**What the task requires**
From the listing below, pick out each line with the word "device".

**Provided material**
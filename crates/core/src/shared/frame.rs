use ndarray::ArrayView3;

/// One camera frame: contiguous RGB bytes in row-major order.
///
/// The capture core never inspects pixels itself. Frames flow from the frame
/// source to the detector, onto the drawing surface, and into the encoder.
#[derive(Clone, Debug)]
pub struct Frame {
    data: Vec<u8>,
    width: u32,
    height: u32,
    channels: u8,
    index: usize,
}

impl Frame {
    pub fn new(data: Vec<u8>, width: u32, height: u32, channels: u8, index: usize) -> Self {
        debug_assert_eq!(
            data.len(),
            (width as usize) * (height as usize) * (channels as usize),
            "data length must equal width * height * channels"
        );
        Self {
            data,
            width,
            height,
            channels,
            index,
        }
    }

    /// A black RGB frame, used as the initial backing store of a surface.
    pub fn black(width: u32, height: u32) -> Self {
        Self::new(
            vec![0u8; (width as usize) * (height as usize) * 3],
            width,
            height,
            3,
            0,
        )
    }

    pub fn data(&self) -> &[u8] {
        &self.data
    }

    pub fn data_mut(&mut self) -> &mut [u8] {
        &mut self.data
    }

    pub fn width(&self) -> u32 {
        self.width
    }

    pub fn height(&self) -> u32 {
        self.height
    }

    pub fn channels(&self) -> u8 {
        self.channels
    }

    pub fn index(&self) -> usize {
        self.index
    }

    pub fn dimensions(&self) -> (u32, u32) {
        (self.width, self.height)
    }


    pub fn as_ndarray(&self) -> ArrayView3<'_, u8> {
        ArrayView3::from_shape(self.shape(), &self.data)
            .expect("Frame data length must match dimensions")
    }

    fn shape(&self) -> (usize, usize, usize) {
        (
            self.height as usize,
            self.width as usize,
            self.channels as usize,
        )
    }
}

#[cfg(test)]
mod tests {
    use super::*;

    #[test]
    fn test_construction_and_accessors() {
        let data = vec![0u8; 12]; // 2x2x3
        let frame = Frame::new(data.clone(), 2, 2, 3, 5);
        assert_eq!(frame.dimensions(), (2, 2));
        assert_eq!(frame.channels(), 3);
        assert_eq!(frame.index(), 5);
        assert_eq!(frame.data(), &data[..]);
    }

    #[test]
    fn test_black_frame_is_rgb_zeroed() {
        let frame = Frame::black(4, 3);
        assert_eq!(frame.channels(), 3);
        assert_eq!(frame.data().len(), 36);
        assert!(frame.data().iter().all(|&v| v == 0));
    }

    #[test]
    #[should_panic(expected = "data length must equal width * height * channels")]
    fn test_mismatched_data_length_panics_in_debug() {
        let data = vec![0u8; 10]; // wrong size for 2x2x3
        Frame::new(data, 2, 2, 3, 0);
    }

    #[test]
    fn test_as_ndarray_pixel_access() {
        // 2x2 RGB: set pixel (row=1, col=0) to red
        let mut data = vec![0u8; 12];
        data[6] = 255;
        let frame = Frame::new(data, 2, 2, 3, 0);
        let arr = frame.as_ndarray();
        assert_eq!(arr.shape(), &[2, 2, 3]);
        assert_eq!(arr[[1, 0, 0]], 255);
        assert_eq!(arr[[1, 0, 1]], 0);
    }
}
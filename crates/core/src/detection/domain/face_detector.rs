use crate::detection::domain::detection::Detection;
use crate::shared::frame::Frame;

/// Domain interface for the external face detector.
///
/// Returns the single highest-confidence face, or `None` when no face is
/// visible. Implementations may hold inference sessions, hence `&mut self`.
pub trait FaceDetector: Send {
    fn detect(&mut self, frame: &Frame) -> Result<Option<Detection>, Box<dyn std::error::Error>>;
}
use std::path::Path;

use crate::shared::frame::Frame;
use crate::shared::video_metadata::VideoMetadata;

/// The frame source a capture session pulls from.
///
/// Implementations own acquisition details (container, codec, device
/// negotiation); a session only sees decoded `Frame`s in display order.
pub trait VideoReader: Send {
    /// Opens a file or device and returns its metadata.
    fn open(&mut self, path: &Path) -> Result<VideoMetadata, Box<dyn std::error::Error>>;

    /// Frames in decode order. Live sources yield until closed or exhausted.
    fn frames(
        &mut self,
    ) -> Box<dyn Iterator<Item = Result<Frame, Box<dyn std::error::Error>>> + '_>;

    /// Releases the source. Safe to call more than once.
    fn close(&mut self);
}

**Response**
/// Implementations own acquisition details (container, codec, device
    /// Opens a file or device and returns its metadata.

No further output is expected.